Building the evidence for adolescent substance use preventive care at well-visits from mid-adolescence to young adulthood using the longitudinal NEXT study - ABSTRACT
Substance use (SU) is one of the most common causes of preventable death, injury, and disability, yet we
currently have evidence gaps for the benefit of SU preventive care for adolescents in primary care. Given the
median onset age for trying substances is under age 15, clinicians need to ask and advise adolescents about
SU throughout adolescence. We know little about the extent to which substance using adolescents are
engaged in well-visits over time, the proportion of adolescents who are asked and advised annually about SU
at well-visits over time, and the extent to which being asked and advised about SU during adolescence is
related to future SU initiation prevention or reduction over time. The proposed study’s goals are to examine
longitudinal associations of adolescents’ SU preventive care and SU behaviors from mid-adolescence through
young adulthood and disparities in SU preventive care by adolescents’ background, social determinant, and
other health need factors. We hypothesize that adolescents being asked and advised about smoking, alcohol,
and other drug use at well-visits will be associated with subsequent prevention of SU initiation in non-users and
SU reduction in prior users. We will address this research gap by conducting longitudinal data analyses using
the NIH NEXT Study collected from 2010-2017 (ages 15-23). This proposal expands on our prior work which
showed most adolescents were engaged in well-visits from ages 5-9 (mid-childhood) through 10-17 (mid-
adolescence). Building on these findings, our specific aims are to: 1) document the extent to which substance
using adolescents are engaged in well-visits over time, 2) describe how often adolescents are regularly asked
and advised about each and all three SU types over time, and 3) examine the extent to which being asked and
advised about SU is related to subsequent SU initiation prevention or reduction over time, and describe across
aims disparities by adolescents’ background, social determinant, and other health need factors. INNOVATION:
Our proposed project will be the first study to examine longitudinal associations of adolescents’ preventive care
receipt about SU and SU behaviors from adolescence through young adulthood, notorious times for SU onset
and well-visit decline, using analytic approaches that have not been used in the field of adolescent health
services research. We will use an existing non-clinical based national longitudinal dataset that has measured
longitudinal data on well-visits, SU behaviors, and SU preventive care receipt across developmental periods.
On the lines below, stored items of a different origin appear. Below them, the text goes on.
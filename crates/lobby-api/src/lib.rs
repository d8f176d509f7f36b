//! Async client for the game-platform XML-RPC endpoint.
//!
//! - **[`XmlRpcClient`]**: HTTP transport: encodes `methodCall` documents,
//!   posts them with `reqwest`, and decodes the `methodResponse`.
//! - **[`RpcTransport`]**: the seam `lobby-core` depends on. One operation,
//!   [`connect`](RpcTransport::connect), backed by `connection_handler.connect`.
//! - **[`xmlrpc`]**: the wire codec, usable on its own.

pub mod client;
pub mod connection;
pub mod error;
pub mod transport;
pub mod xmlrpc;

pub use client::XmlRpcClient;
pub use connection::{CONNECT_METHOD, RpcTransport};
pub use error::Error;
pub use transport::{TlsMode, TransportConfig};
pub use xmlrpc::Value;
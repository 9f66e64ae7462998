// === Module Header (agents-tooling) START ===
// header: Parsed by scripts/check_module_headers.sh for purpose/role presence; keep keys on single-line entries.
// purpose: Load the optional JSON input file and merge it with CLI-supplied fields
// role: input/resolution
// inputs: Optional input file path; field maps from the file and from the argument collector
// outputs: One ParsedInput map ready for schema validation
// side_effects: Reads the input file from disk
// invariants:
// - No path given ⇒ empty map, no file access
// - Missing file and malformed JSON are distinct error classes; malformed carries the parser detail
// - Merge precedence is file-then-CLI; a CLI key always overwrites the file's value
// errors: InputError enumerates the file taxonomy; callers surface and stop before any remote call
// tie_breakers: contracts > orchestration > correctness > performance > minimal_diffs
// === Module Header END ===

use std::path::Path;

use serde_json::{Map, Value};
use thiserror::Error;

use crate::util::canonicalize_lossy;

#[derive(Debug, Error)]
pub enum InputError {
  #[error("input file not found: {0}")]
  FileNotFound(String),

  #[error("input file {path} is not valid JSON: {detail}")]
  MalformedInput { path: String, detail: String },

  #[error("input file {0} must contain a JSON object at the root")]
  NotAnObject(String),
}

/// Read and parse the optional input file into a field map.
pub fn load_input_file(path: Option<&Path>) -> Result<Map<String, Value>, InputError> {
  let Some(path) = path else {
    return Ok(Map::new());
  };

  let abs = canonicalize_lossy(path);

  if !Path::new(&abs).is_file() {
    return Err(InputError::FileNotFound(abs));
  }

  let text = std::fs::read_to_string(&abs).map_err(|e| InputError::MalformedInput {
    path: abs.clone(),
    detail: e.to_string(),
  })?;

  let parsed: Value = serde_json::from_str(&text).map_err(|e| InputError::MalformedInput {
    path: abs.clone(),
    detail: e.to_string(),
  })?;

  match parsed {
    Value::Object(map) => Ok(map),
    _ => Err(InputError::NotAnObject(abs)),
  }
}

/// Merge file-sourced fields with CLI-sourced fields.
///
/// Starts from the file object and applies every CLI key on top. The order is
/// fixed: CLI wins on any key collision.
pub fn merge_inputs(file_fields: Map<String, Value>, cli_fields: Map<String, Value>) -> Map<String, Value> {
  let mut merged = file_fields;

  for (key, value) in cli_fields {
    merged.insert(key, value);
  }

  merged
}
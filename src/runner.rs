// === Module Header (agents-tooling) START ===
// header: Parsed by scripts/check_module_headers.sh for purpose/role presence; keep keys on single-line entries.
// purpose: Drive each command against the remote service: resolve inputs, validate, create, poll, render
// role: processing/orchestrator
// inputs: EffectiveConfig from CLI normalization; MR_TEST_*/token env indirectly via the API context
// outputs: Terminal output (human or JSON); process exit code via the returned Result
// side_effects: Remote calls; wait mode sleeps between polls
// invariants:
// - Validation failures stop the command before any job is created
// - Job states are read from the service, never assigned locally
// - Wait mode polls until a terminal state with no ceiling; the interval is fixed per invocation
// - failed exits non-zero with the remote message; canceled reports distinctly and exits zero
// errors: Input errors surface locally; remote errors propagate through the auth recovery wrapper
// tie_breakers: contracts > orchestration > correctness > performance > minimal_diffs
// === Module Header END ===

use std::time::Duration;

use anyhow::{Context, Result, bail};
use serde_json::{Map, Value};

use crate::args;
use crate::auth::{ApiContext, CredentialStore, with_auth_recovery};
use crate::cli::{Action, EffectiveConfig, RunSpec};
use crate::input;
use crate::model::{Job, JobState, ModelRef};
use crate::render;
use crate::schema;

pub fn execute(cfg: &EffectiveConfig) -> Result<()> {
  let store = CredentialStore::resolve();
  let mut ctx = ApiContext::new(cfg.api_base.clone(), store);

  match &cfg.action {
    Action::Run(spec) => run_job(&mut ctx, spec),
    Action::Status { id, json } => show_status(&mut ctx, id, *json),
    Action::Cancel { id } => cancel_job(&mut ctx, id),
    Action::List { json } => list_jobs(&mut ctx, *json),
  }
}

/// Resolve the two input sources into one canonical object: file first, CLI on top.
pub fn resolve_input(raw_tokens: &[String]) -> Result<Map<String, Value>> {
  let file_path = args::detect_input_file(raw_tokens);
  let cli_fields = args::collect_fields(raw_tokens);
  let file_fields = input::load_input_file(file_path.as_deref())?;

  Ok(input::merge_inputs(file_fields, cli_fields))
}

fn create_body(model: &ModelRef, merged: Map<String, Value>) -> Value {
  let mut body = serde_json::json!({
    "model": format!("{}/{}", model.owner, model.name),
    "input": Value::Object(merged),
  });

  if let Some(version) = &model.version {
    body["version"] = Value::String(version.clone());
  }

  body
}

fn parse_job(v: &Value) -> Result<Job> {
  serde_json::from_value::<Job>(v.clone()).context("unexpected job payload from service")
}

fn run_job(ctx: &mut ApiContext, spec: &RunSpec) -> Result<()> {
  // Phase 1: resolve inputs from the file and the ad-hoc flags
  let merged = resolve_input(&spec.raw_inputs)?;

  // Phase 2: fetch the model's declared schema and validate before creating anything
  let model_json = with_auth_recovery(ctx, |api| api.get_model(&spec.model))?;
  let descriptor = schema::from_model_json(&model_json);
  let report = schema::validate(&merged, &descriptor);

  if !report.valid {
    bail!("input validation failed:\n{}", report.joined());
  }

  // Phase 3: create the job
  let body = create_body(&spec.model, merged);
  let created = with_auth_recovery(ctx, |api| api.create_job(&body))?;
  let job = parse_job(&created)?;

  if !spec.wait {
    if spec.json {
      println!("{}", serde_json::to_string_pretty(&created)?);
    } else {
      println!("{}", render::created_summary(&job));
    }
    return Ok(());
  }

  // Phase 4: poll until the service reports a terminal state
  let (final_json, final_job) = wait_for_terminal(ctx, created, job, Duration::from_millis(spec.poll_ms))?;
  finish(&final_json, &final_job, spec.json)
}

fn wait_for_terminal(ctx: &mut ApiContext, first_json: Value, first: Job, interval: Duration) -> Result<(Value, Job)> {
  let id = first.id.clone();
  let mut current_json = first_json;
  let mut current = first;

  loop {
    if current.status.is_terminal() {
      return Ok((current_json, current));
    }

    std::thread::sleep(interval);
    current_json = with_auth_recovery(ctx, |api| api.get_job(&id))?;
    current = parse_job(&current_json)?;
  }
}

fn finish(raw: &Value, job: &Job, as_json: bool) -> Result<()> {
  if as_json {
    println!("{}", serde_json::to_string_pretty(raw)?);
  }

  match job.status {
    JobState::Succeeded => {
      if !as_json {
        if let Some(text) = render::output_text(job) {
          println!("{text}");
        }
      }

      if let Some(note) = render::elapsed_note(job) {
        eprintln!("{note}");
      }

      Ok(())
    }
    JobState::Failed => {
      let detail = job.error.as_deref().unwrap_or("no error message");
      bail!("job {} failed: {detail}", job.id)
    }
    JobState::Canceled => {
      eprintln!("job {} was canceled", job.id);
      Ok(())
    }
    JobState::Starting | JobState::Processing => {
      bail!("job {} left the wait loop in non-terminal state {}", job.id, job.status)
    }
  }
}

fn show_status(ctx: &mut ApiContext, id: &str, as_json: bool) -> Result<()> {
  let v = with_auth_recovery(ctx, |api| api.get_job(id))?;

  if as_json {
    println!("{}", serde_json::to_string_pretty(&v)?);
    return Ok(());
  }

  let job = parse_job(&v)?;
  println!("{}", render::status_summary(&job));

  if job.status == JobState::Succeeded {
    if let Some(text) = render::output_text(&job) {
      println!("{text}");
    }
  }

  Ok(())
}

fn cancel_job(ctx: &mut ApiContext, id: &str) -> Result<()> {
  let v = with_auth_recovery(ctx, |api| api.cancel_job(id))?;
  let job = parse_job(&v)?;

  println!("job {} cancel requested (status: {})", job.id, job.status);
  Ok(())
}

fn list_jobs(ctx: &mut ApiContext, as_json: bool) -> Result<()> {
  let v = with_auth_recovery(ctx, |api| api.list_jobs())?;

  if as_json {
    println!("{}", serde_json::to_string_pretty(&v)?);
    return Ok(());
  }

  for line in render::listing_lines(&v) {
    println!("{line}");
  }

  Ok(())
}
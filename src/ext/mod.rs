// === Module Header (agents-tooling) START ===
// header: Parsed by scripts/check_module_headers.sh for purpose/role presence; keep keys on single-line entries.
// purpose: Group extension traits and helpers for third-party crates and std types under a single `ext` namespace
// role: module/aggregation
// outputs: Re-exported submodules providing utility traits and helpers (e.g., JsonFetch, json_type_name)
// invariants: No side effects; pure extensions only
// tie_breakers: contracts > orchestration > correctness > performance > minimal_diffs
// === Module Header END ===

// Extension modules for third-party crates and std types.
// Group all extension traits and helpers under `crate::ext`.

pub mod serde_json;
This type of rich data has never been previously used to inform practice. PUBLIC HEALTH SIGNIFICANCE:
Our study will identify vulnerable adolescents for outreach who are persistently not engaged or become
disengaged from well-visits and among those engaged who have missed SU preventive care opportunities.
Findings will identify the extent to which being asked and advised about SU at well-visits occurs from
adolescence to young adulthood and demonstrate the longitudinal benefit of SU screening and advising during
adolescence on young adulthood SU, contributing to quality of evidence that is currently lacking.